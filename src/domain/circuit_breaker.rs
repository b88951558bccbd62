//! Restart Circuit Breaker
//!
//! Counts consecutive restart failures for one worker. Reaching the
//! threshold opens the breaker for `open_duration`; while open no
//! restart is permitted. Once the cooldown elapses the breaker moves to
//! half-open and grants exactly one trial: success closes it and clears
//! the failure count, failure reopens it for another full cooldown.
//!
//! The breaker is a plain value owned by the supervisor's per-worker
//! record and mutated under that record's lock; callers pass `now` so
//! the state machine is deterministic under test.

use std::time::Duration;

use serde::{Deserialize, Serialize};
use tokio::time::Instant;

use crate::error::{IngestError, IngestResult};

/// Breaker position.
#[derive(Debug, Clone, Copy, PartialEq, Eq, Serialize, Deserialize)]
#[serde(rename_all = "SCREAMING_SNAKE_CASE")]
pub enum CircuitState {
    /// Normal operation, restarts allowed.
    Closed,
    /// Cooling down, restarts blocked.
    Open,
    /// One trial restart permitted.
    HalfOpen,
}

/// Consecutive-failure circuit breaker with a single half-open trial.
#[derive(Debug, Clone)]
pub struct CircuitBreaker {
    failure_threshold: u32,
    open_duration: Duration,
    state: CircuitState,
    opened_at: Option<Instant>,
    consecutive_failures: u32,
    trial_granted: bool,
}

impl CircuitBreaker {
    /// Create a closed breaker.
    pub fn new(failure_threshold: u32, open_duration: Duration) -> IngestResult<Self> {
        if failure_threshold == 0 {
            return Err(IngestError::config("circuit breaker threshold must be >= 1"));
        }
        if open_duration.is_zero() {
            return Err(IngestError::config("circuit breaker open duration must be positive"));
        }
        Ok(Self {
            failure_threshold,
            open_duration,
            state: CircuitState::Closed,
            opened_at: None,
            consecutive_failures: 0,
            trial_granted: false,
        })
    }

    /// Current position without advancing the cooldown.
    pub const fn state(&self) -> CircuitState {
        self.state
    }

    /// Consecutive failures since the last success.
    pub const fn consecutive_failures(&self) -> u32 {
        self.consecutive_failures
    }

    /// When the current open period ends, if open.
    pub fn open_until(&self) -> Option<Instant> {
        match self.state {
            CircuitState::Open => self.opened_at.map(|t| t + self.open_duration),
            _ => None,
        }
    }

    /// Ask for permission to attempt a restart at `now`.
    ///
    /// Moves `Open -> HalfOpen` once the cooldown has elapsed and hands
    /// out the single trial; later calls are refused until the trial
    /// outcome is recorded.
    pub fn allow_attempt(&mut self, now: Instant) -> bool {
        match self.state {
            CircuitState::Closed => true,
            CircuitState::Open => {
                let elapsed = self
                    .opened_at
                    .is_none_or(|opened| now >= opened + self.open_duration);
                if elapsed {
                    self.state = CircuitState::HalfOpen;
                    self.trial_granted = true;
                    true
                } else {
                    false
                }
            }
            CircuitState::HalfOpen => {
                if self.trial_granted {
                    false
                } else {
                    self.trial_granted = true;
                    true
                }
            }
        }
    }

    /// Record a successful restart; closes the breaker.
    pub fn record_success(&mut self) {
        self.state = CircuitState::Closed;
        self.opened_at = None;
        self.consecutive_failures = 0;
        self.trial_granted = false;
    }

    /// Record a failed restart. Returns `true` when this call opened the breaker.
    pub fn record_failure(&mut self, now: Instant) -> bool {
        self.consecutive_failures = self.consecutive_failures.saturating_add(1);
        match self.state {
            CircuitState::HalfOpen => {
                self.open(now);
                true
            }
            CircuitState::Closed if self.consecutive_failures >= self.failure_threshold => {
                self.open(now);
                true
            }
            _ => false,
        }
    }

    fn open(&mut self, now: Instant) {
        self.state = CircuitState::Open;
        self.opened_at = Some(now);
        self.trial_granted = false;
    }
}

#[cfg(test)]
mod tests {
    use super::*;

    #[test]
    fn test_opens_at_threshold() {
        let t0 = Instant::now();
        let mut cb = CircuitBreaker::new(3, Duration::from_secs(60)).unwrap();

        assert!(!cb.record_failure(t0));
        assert!(!cb.record_failure(t0));
        assert_eq!(cb.state(), CircuitState::Closed);
        assert!(cb.record_failure(t0));
        assert_eq!(cb.state(), CircuitState::Open);
        assert_eq!(cb.open_until(), Some(t0 + Duration::from_secs(60)));
    }

    #[test]
    fn test_blocks_until_open_duration_elapses() {
        let t0 = Instant::now();
        let mut cb = CircuitBreaker::new(1, Duration::from_secs(60)).unwrap();
        cb.record_failure(t0);

        assert!(!cb.allow_attempt(t0 + Duration::from_secs(30)));
        assert!(!cb.allow_attempt(t0 + Duration::from_millis(59_999)));
        assert!(cb.allow_attempt(t0 + Duration::from_secs(60)));
        assert_eq!(cb.state(), CircuitState::HalfOpen);
    }

    #[test]
    fn test_half_open_grants_exactly_one_trial() {
        let t0 = Instant::now();
        let mut cb = CircuitBreaker::new(1, Duration::from_secs(1)).unwrap();
        cb.record_failure(t0);

        let later = t0 + Duration::from_secs(2);
        assert!(cb.allow_attempt(later));
        assert!(!cb.allow_attempt(later));
        assert!(!cb.allow_attempt(later + Duration::from_secs(10)));
    }

    #[test]
    fn test_trial_success_closes_and_resets() {
        let t0 = Instant::now();
        let mut cb = CircuitBreaker::new(2, Duration::from_secs(1)).unwrap();
        cb.record_failure(t0);
        cb.record_failure(t0);
        assert!(cb.allow_attempt(t0 + Duration::from_secs(1)));

        cb.record_success();
        assert_eq!(cb.state(), CircuitState::Closed);
        assert_eq!(cb.consecutive_failures(), 0);
        assert!(cb.allow_attempt(t0 + Duration::from_secs(1)));
    }

    #[test]
    fn test_trial_failure_reopens() {
        let t0 = Instant::now();
        let mut cb = CircuitBreaker::new(2, Duration::from_secs(5)).unwrap();
        cb.record_failure(t0);
        cb.record_failure(t0);

        let trial_at = t0 + Duration::from_secs(5);
        assert!(cb.allow_attempt(trial_at));
        assert!(cb.record_failure(trial_at));
        assert_eq!(cb.state(), CircuitState::Open);
        assert!(!cb.allow_attempt(trial_at + Duration::from_secs(4)));
        assert!(cb.allow_attempt(trial_at + Duration::from_secs(5)));
    }

    #[test]
    fn test_rejects_zero_threshold() {
        assert!(CircuitBreaker::new(0, Duration::from_secs(1)).is_err());
    }
}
* * * *
### Your goal:
From top to bottom, repeat the data above without alteration.

### Response to the exercise:
filename src/domain/circuit_breaker.rs
repository b88951558bccbd62
//! Restart Circuit Breaker
//!
//! Counts consecutive restart failures for one worker. Reaching the
//! threshold opens the breaker for `open_duration`; while open no
//! restart is permitted. Once the cooldown elapses the breaker moves to
//! half-open and grants exactly one trial: success closes it and clears
//! the failure count, failure reopens it for another full cooldown.
//!
//! The breaker is a plain value owned by the supervisor's per-worker
//! record and mutated under that record's lock; callers pass `now` so
//! the state machine is deterministic under test.

use std::time::Duration;

use serde::{Deserialize, Serialize};
use tokio::time::Instant;

use crate::error::{IngestError, IngestResult};

/// Breaker position.
#[derive(Debug, Clone, Copy, PartialEq, Eq, Serialize, Deserialize)]
#[serde(rename_all = "SCREAMING_SNAKE_CASE")]
pub enum CircuitState {
    /// Normal operation, restarts allowed.
    Closed,
    /// Cooling down, restarts blocked.
    Open,
    /// One trial restart permitted.
    HalfOpen,
}

/// Consecutive-failure circuit breaker with a single half-open trial.
#[derive(Debug, Clone)]
pub struct CircuitBreaker {
    failure_threshold: u32,
    open_duration: Duration,
    state: CircuitState,
    opened_at: Option<Instant>,
    consecutive_failures: u32,
    trial_granted: bool,
}

impl CircuitBreaker {
    /// Create a closed breaker.
    pub fn new(failure_threshold: u32, open_duration: Duration) -> IngestResult<Self> {
        if failure_threshold == 0 {
            return Err(IngestError::config("circuit breaker threshold must be >= 1"));
        }
        if open_duration.is_zero() {
            return Err(IngestError::config("circuit breaker open duration must be positive"));
        }
        Ok(Self {
            failure_threshold,
            open_duration,
            state: CircuitState::Closed,
            opened_at: None,
            consecutive_failures: 0,
            trial_granted: false,
        })
    }

    /// Current position without advancing the cooldown.
    pub const fn state(&self) -> CircuitState {
        self.state
    }

    /// Consecutive failures since the last success.
    pub const fn consecutive_failures(&self) -> u32 {
        self.consecutive_failures
    }

    /// When the current open period ends, if open.
    pub fn open_until(&self) -> Option<Instant> {
        match self.state {
            CircuitState::Open => self.opened_at.map(|t| t + self.open_duration),
            _ => None,
        }
    }

    /// Ask for permission to attempt a restart at `now`.
    ///
    /// Moves `Open -> HalfOpen` once the cooldown has elapsed and hands
    /// out the single trial; later calls are refused until the trial
    /// outcome is recorded.
    pub fn allow_attempt(&mut self, now: Instant) -> bool {
        match self.state {
            CircuitState::Closed => true,
            CircuitState::Open => {
                let elapsed = self
                    .opened_at
                    .is_none_or(|opened| now >= opened + self.open_duration);
                if elapsed {
                    self.state = CircuitState::HalfOpen;
                    self.trial_granted = true;
                    true
                } else {
                    false
                }
            }
            CircuitState::HalfOpen => {
                if self.trial_granted {
                    false
                } else {
                    self.trial_granted = true;
                    true
                }
            }
        }
    }

    /// Record a successful restart; closes the breaker.
    pub fn record_success(&mut self) {
        self.state = CircuitState::Closed;
        self.opened_at = None;
        self.consecutive_failures = 0;
        self.trial_granted = false;
    }

    /// Record a failed restart. Returns `true` when this call opened the breaker.
    pub fn record_failure(&mut self, now: Instant) -> bool {
        self.consecutive_failures = self.consecutive_failures.saturating_add(1);
        match self.state {
            CircuitState::HalfOpen => {
                self.open(now);
                true
            }
            CircuitState::Closed if self.consecutive_failures >= self.failure_threshold => {
                self.open(now);
                true
            }
            _ => false,
        }
    }

    fn open(&mut self, now: Instant) {
        self.state = CircuitState::Open;
        self.opened_at = Some(now);
        self.trial_granted = false;
    }
}

#[cfg(test)]
mod tests {
    use super::*;

    #[test]
    fn test_opens_at_threshold() {
        let t0 = Instant::now();
        let mut cb = CircuitBreaker::new(3, Duration::from_secs(60)).unwrap();

        assert!(!cb.record_failure(t0));
        assert!(!cb.record_failure(t0));
        assert_eq!(cb.state(), CircuitState::Closed);
        assert!(cb.record_failure(t0));
        assert_eq!(cb.state(), CircuitState::Open);
        assert_eq!(cb.open_until(), Some(t0 + Duration::from_secs(60)));
    }

    #[test]
    fn test_blocks_until_open_duration_elapses() {
        let t0 = Instant::now();
        let mut cb = CircuitBreaker::new(1, Duration::from_secs(60)).unwrap();
        cb.record_failure(t0);

        assert!(!cb.allow_attempt(t0 + Duration::from_secs(30)));
        assert!(!cb.allow_attempt(t0 + Duration::from_millis(59_999)));
        assert!(cb.allow_attempt(t0 + Duration::from_secs(60)));
        assert_eq!(cb.state(), CircuitState::HalfOpen);
    }

    #[test]
    fn test_half_open_grants_exactly_one_trial() {
        let t0 = Instant::now();
        let mut cb = CircuitBreaker::new(1, Duration::from_secs(1)).unwrap();
        cb.record_failure(t0);

        let later = t0 + Duration::from_secs(2);
        assert!(cb.allow_attempt(later));
        assert!(!cb.allow_attempt(later));
        assert!(!cb.allow_attempt(later + Duration::from_secs(10)));
    }

    #[test]
    fn test_trial_success_closes_and_resets() {
        let t0 = Instant::now();
        let mut cb = CircuitBreaker::new(2, Duration::from_secs(1)).unwrap();
        cb.record_failure(t0);
        cb.record_failure(t0);
        assert!(cb.allow_attempt(t0 + Duration::from_secs(1)));

        cb.record_success();
        assert_eq!(cb.state(), CircuitState::Closed);
        assert_eq!(cb.consecutive_failures(), 0);
        assert!(cb.allow_attempt(t0 + Duration::from_secs(1)));
    }

    #[test]
    fn test_trial_failure_reopens() {
        let t0 = Instant::now();
        let mut cb = CircuitBreaker::new(2, Duration::from_secs(5)).unwrap();
        cb.record_failure(t0);
        cb.record_failure(t0);

        let trial_at = t0 + Duration::from_secs(5);
        assert!(cb.allow_attempt(trial_at));
        assert!(cb.record_failure(trial_at));
        assert_eq!(cb.state(), CircuitState::Open);
        assert!(!cb.allow_attempt(trial_at + Duration::from_secs(4)));
        assert!(cb.allow_attempt(trial_at + Duration::from_secs(5)));
    }

    #[test]
    fn test_rejects_zero_threshold() {
        assert!(CircuitBreaker::new(0, Duration::from_secs(1)).is_err());
    }
}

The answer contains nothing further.